- **Assigned task**: The word "RenderCommon" may appear in some lines of the data; copy every such line.

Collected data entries
use std::sync::Arc;

use wgpu::{
    DepthBiasState, Device, MultisampleState, PipelineCompilationOptions, RenderPass,
    ShaderSource, StencilState,
};

use crate::rendering::{
    passes::pass::{mesh_primitive, Pass},
    render_common::RenderCommon,
    render_model::RENDER_MODEL_VBL,
    shader_loader::{PipelineCache, PipelineCacheBuilder, PipelineId, ShaderDefinition},
    texture::DepthTexture,
};

const SHADOW_SHADER: ShaderDefinition = ShaderDefinition {
    name: "Shadow map",
    path: "shadow.wgsl",
};

/// Depth-only pass from the shadow-casting light. Expects the instance bind group at
/// group 1.
pub struct ShadowPass {
    pipeline_id: PipelineId,
    common: Arc<RenderCommon>,
}

pub struct ShadowPassTextureViews {
    pub depth: wgpu::TextureView,
}

impl Pass for ShadowPass {
    type TextureViews = ShadowPassTextureViews;

    fn create(
        device: &Device,
        common: Arc<RenderCommon>,
        cache_builder: &mut PipelineCacheBuilder,
    ) -> anyhow::Result<ShadowPass> {
        let layout = device.create_pipeline_layout(&wgpu::PipelineLayoutDescriptor {
            label: Some("Shadow Pipeline Layout"),
            bind_group_layouts: &[
                &common.shadow_bind_group_layout,
                &common.instance_bind_group_layout,
            ],
            push_constant_ranges: &[],
        });

        let pipeline_id = cache_builder.add_shader(
            SHADOW_SHADER,
            Box::new(
                move |device: &Device, shader_def: &ShaderDefinition, source: &str| {
                    let shader = device.create_shader_module(wgpu::ShaderModuleDescriptor {
                        label: Some(shader_def.name),
                        source: ShaderSource::Wgsl(source.into()),
                    });

                    let pipeline = device.create_render_pipeline(&wgpu::RenderPipelineDescriptor {
                        label: Some("Shadow Pass Pipeline"),
                        layout: Some(&layout),
                        vertex: wgpu::VertexState {
                            module: &shader,
                            entry_point: Some("vs_main"),
                            buffers: &[RENDER_MODEL_VBL],
                            compilation_options: PipelineCompilationOptions::default(),
                        },
                        fragment: None,
                        primitive: mesh_primitive(),
                        depth_stencil: Some(wgpu::DepthStencilState {
                            format: DepthTexture::DEPTH_FORMAT,
                            depth_write_enabled: true,
                            depth_compare: wgpu::CompareFunction::LessEqual,
                            stencil: StencilState::default(),
                            bias: DepthBiasState {
                                constant: 2,
                                slope_scale: 2.0,
                                clamp: 0.0,
                            },
                        }),
                        multisample: MultisampleState::default(),
                        multiview: None,
                        cache: None,
                    });

                    Ok(pipeline)
                },
            ),
        );

        Ok(Self {
            pipeline_id,
            common,
        })
    }

    fn render<'a, F>(
        &self,
        texture_views: &Self::TextureViews,
        encoder: &mut wgpu::CommandEncoder,
        pipeline_cache: &PipelineCache,
        render_callback: F,
    ) where
        F: FnOnce(&mut RenderPass) + 'a,
    {
        let mut render_pass = encoder.begin_render_pass(&wgpu::RenderPassDescriptor {
            label: Some("Shadow Pass"),
            color_attachments: &[],
            depth_stencil_attachment: Some(wgpu::RenderPassDepthStencilAttachment {
                view: &texture_views.depth,
                depth_ops: Some(wgpu::Operations {
                    load: wgpu::LoadOp::Clear(1.0),
                    store: wgpu::StoreOp::Store,
                }),
                stencil_ops: None,
            }),
            occlusion_query_set: None,
            timestamp_writes: None,
        });

        let Some(pipeline) = pipeline_cache.get(self.pipeline_id) else {
            return;
        };

        render_pass.set_pipeline(pipeline);
        render_pass.set_bind_group(0, &self.common.shadow_bind_group, &[]);
        render_callback(&mut render_pass);
    }
}
use bytemuck::{Pod, Zeroable};
use glam::Vec3;
use wgpu::util::DeviceExt;
use winit::dpi::PhysicalSize;

use crate::rendering::config::RenderConfig;

#[repr(C)]
#[derive(Copy, Clone, Debug, Pod, Zeroable)]
pub struct GlobalUniformState {
    pub resolution: [f32; 2],
    pub now: f32,
    pub exposure: f32,
    pub tone_mapping: u32,
    _padding: [u32; 3],
    /// Translation of the ground pivot; w is the grid cell size.
    pub ground_offset: [f32; 4],
    pub horizon_color: [f32; 4],
    pub grid_color: [f32; 4],
}

impl GlobalUniformState {
    pub fn new(
        resolution: PhysicalSize<u32>,
        now: f32,
        ground_offset: Vec3,
        config: &RenderConfig,
    ) -> Self {
        Self {
            resolution: [resolution.width as f32, resolution.height as f32],
            now,
            exposure: config.exposure,
            tone_mapping: config.tone_mapping.shader_index(),
            _padding: [0; 3],
            ground_offset: ground_offset.extend(config.grid_cell_size).to_array(),
            horizon_color: config.horizon_color.to_linear().extend(1.0).to_array(),
            grid_color: config.grid_color.to_linear().extend(1.0).to_array(),
        }
    }
}

pub struct GlobalUniform {
    buffer: wgpu::Buffer,
}

impl GlobalUniform {
    pub fn new(device: &wgpu::Device, initial_state: GlobalUniformState) -> Self {
        let buffer = device.create_buffer_init(&wgpu::util::BufferInitDescriptor {
            label: Some("Global uniform buffer"),
            contents: bytemuck::cast_slice(&[initial_state]),
            usage: wgpu::BufferUsages::UNIFORM | wgpu::BufferUsages::COPY_DST,
        });

        Self { buffer }
    }

    pub fn buffer(&self) -> &wgpu::Buffer {
        &self.buffer
    }

    pub fn update(&self, queue: &wgpu::Queue, state: GlobalUniformState) {
        queue.write_buffer(&self.buffer, 0, bytemuck::cast_slice(&[state]));
    }
}
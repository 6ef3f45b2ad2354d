use glam::Vec3;

use crate::{asset_pipeline::materials::Material, color::Color};

#[derive(Debug, Clone, Copy, PartialEq, Eq, Hash)]
pub enum WheelPosition {
    FrontLeft,
    FrontRight,
    RearLeft,
    RearRight,
}

impl WheelPosition {
    pub fn label(&self) -> &'static str {
        match self {
            WheelPosition::FrontLeft => "Front left wheel",
            WheelPosition::FrontRight => "Front right wheel",
            WheelPosition::RearLeft => "Rear left wheel",
            WheelPosition::RearRight => "Rear right wheel",
        }
    }
}

/// Where a rim/tyre pair lives in the asset and where its pivot goes on the car.
#[derive(Debug, Clone)]
pub struct WheelSpec {
    pub position: WheelPosition,
    pub rim_node: &'static str,
    pub tyre_node: &'static str,
    pub offset: Vec3,
}

#[derive(Debug, Clone, Copy, PartialEq, Eq)]
pub enum ShadowPolicy {
    Disabled,
    Enabled,
}

impl ShadowPolicy {
    pub fn enabled(&self) -> bool {
        *self == ShadowPolicy::Enabled
    }
}

/// Fixed surface parameters written onto a named material.
#[derive(Debug, Clone)]
pub struct MaterialOverride {
    pub name: &'static str,
    pub required: bool,
    pub roughness: Option<f32>,
    pub metalness: Option<f32>,
    pub opacity: Option<f32>,
    pub color: Option<Color>,
}

impl MaterialOverride {
    pub fn required(name: &'static str) -> Self {
        Self {
            name,
            required: true,
            roughness: None,
            metalness: None,
            opacity: None,
            color: None,
        }
    }

    pub fn optional(name: &'static str) -> Self {
        Self {
            required: false,
            ..Self::required(name)
        }
    }

    pub fn apply(&self, material: &mut Material) {
        if let Some(roughness) = self.roughness {
            material.roughness = roughness;
        }
        if let Some(metalness) = self.metalness {
            material.metalness = metalness;
        }
        if let Some(opacity) = self.opacity {
            material.opacity = opacity;
        }
        if let Some(color) = self.color {
            material.color = color;
        }
    }
}

/// What the configurator expects to find in the car asset, and how to dress it.
#[derive(Debug, Clone)]
pub struct CarLayout {
    pub wheels: [WheelSpec; 4],
    pub wheel_scale: f32,
    /// Its colour comes from the picker.
    pub paint: MaterialOverride,
    pub trim: Vec<MaterialOverride>,
    pub body_shadows: ShadowPolicy,
    pub wheel_shadows: ShadowPolicy,
}

impl CarLayout {
    pub fn wheel_node_names(&self) -> impl Iterator<Item = &'static str> + '_ {
        self.wheels
            .iter()
            .flat_map(|wheel| [wheel.rim_node, wheel.tyre_node])
    }

    pub fn material_overrides(&self) -> impl Iterator<Item = &MaterialOverride> {
        std::iter::once(&self.paint).chain(self.trim.iter())
    }
}

impl Default for CarLayout {
    /// The Porsche 930 asset.
    fn default() -> Self {
        Self {
            wheels: [
                WheelSpec {
                    position: WheelPosition::FrontRight,
                    rim_node: "mesh_5",
                    tyre_node: "mesh_6",
                    offset: Vec3::new(-0.83, 0.45, 1.6),
                },
                WheelSpec {
                    position: WheelPosition::FrontLeft,
                    rim_node: "mesh_47",
                    tyre_node: "mesh_48",
                    offset: Vec3::new(0.83, 0.45, 1.6),
                },
                WheelSpec {
                    position: WheelPosition::RearRight,
                    rim_node: "mesh_3",
                    tyre_node: "mesh_4",
                    offset: Vec3::new(-0.95, 0.45, -1.0),
                },
                WheelSpec {
                    position: WheelPosition::RearLeft,
                    rim_node: "mesh_62",
                    tyre_node: "mesh_63",
                    offset: Vec3::new(0.95, 0.45, -1.0),
                },
            ],
            wheel_scale: 0.8,
            paint: MaterialOverride {
                roughness: Some(1.0),
                metalness: Some(0.0),
                ..MaterialOverride::required("paint")
            },
            trim: vec![
                MaterialOverride {
                    roughness: Some(1.0),
                    metalness: Some(0.0),
                    ..MaterialOverride::required("930_tire")
                },
                MaterialOverride {
                    roughness: Some(0.5),
                    metalness: Some(1.0),
                    color: Some(Color::WHITE),
                    ..MaterialOverride::required("930_rim")
                },
                MaterialOverride {
                    opacity: Some(0.7),
                    color: Some(Color::from_rgb8([0x42, 0x42, 0x42])),
                    ..MaterialOverride::optional("930_lights_refraction")
                },
            ],
            body_shadows: ShadowPolicy::Disabled,
            wheel_shadows: ShadowPolicy::Enabled,
        }
    }
}

#[cfg(test)]
mod tests {
    use super::*;

    #[test]
    fn default_layout_lists_eight_distinct_wheel_nodes() {
        let layout = CarLayout::default();
        let mut names: Vec<_> = layout.wheel_node_names().collect();
        names.sort();
        names.dedup();
        assert_eq!(names.len(), 8);
    }

    #[test]
    fn override_only_touches_set_fields() {
        let mut material = Material::standard("930_rim");
        material.opacity = 0.3;

        let rim = MaterialOverride {
            roughness: Some(0.5),
            metalness: Some(1.0),
            ..MaterialOverride::required("930_rim")
        };
        rim.apply(&mut material);

        assert_eq!(material.roughness, 0.5);
        assert_eq!(material.metalness, 1.0);
        assert_eq!(material.opacity, 0.3);
    }
}
use id_arena::Id;

use crate::{model::Model, rendering::render_model::RenderModelId};

pub type SceneModelId = Id<SceneModel>;

pub struct SceneModel {
    pub model: Model,
    /// GPU-side copy, filled in by the renderer once uploaded.
    pub render_model: Option<RenderModelId>,
}

impl SceneModel {
    pub fn new(model: Model) -> Self {
        Self {
            model,
            render_model: None,
        }
    }
}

- **Exercise result**:
    render_common::RenderCommon,
    common: Arc<RenderCommon>,
        common: Arc<RenderCommon>,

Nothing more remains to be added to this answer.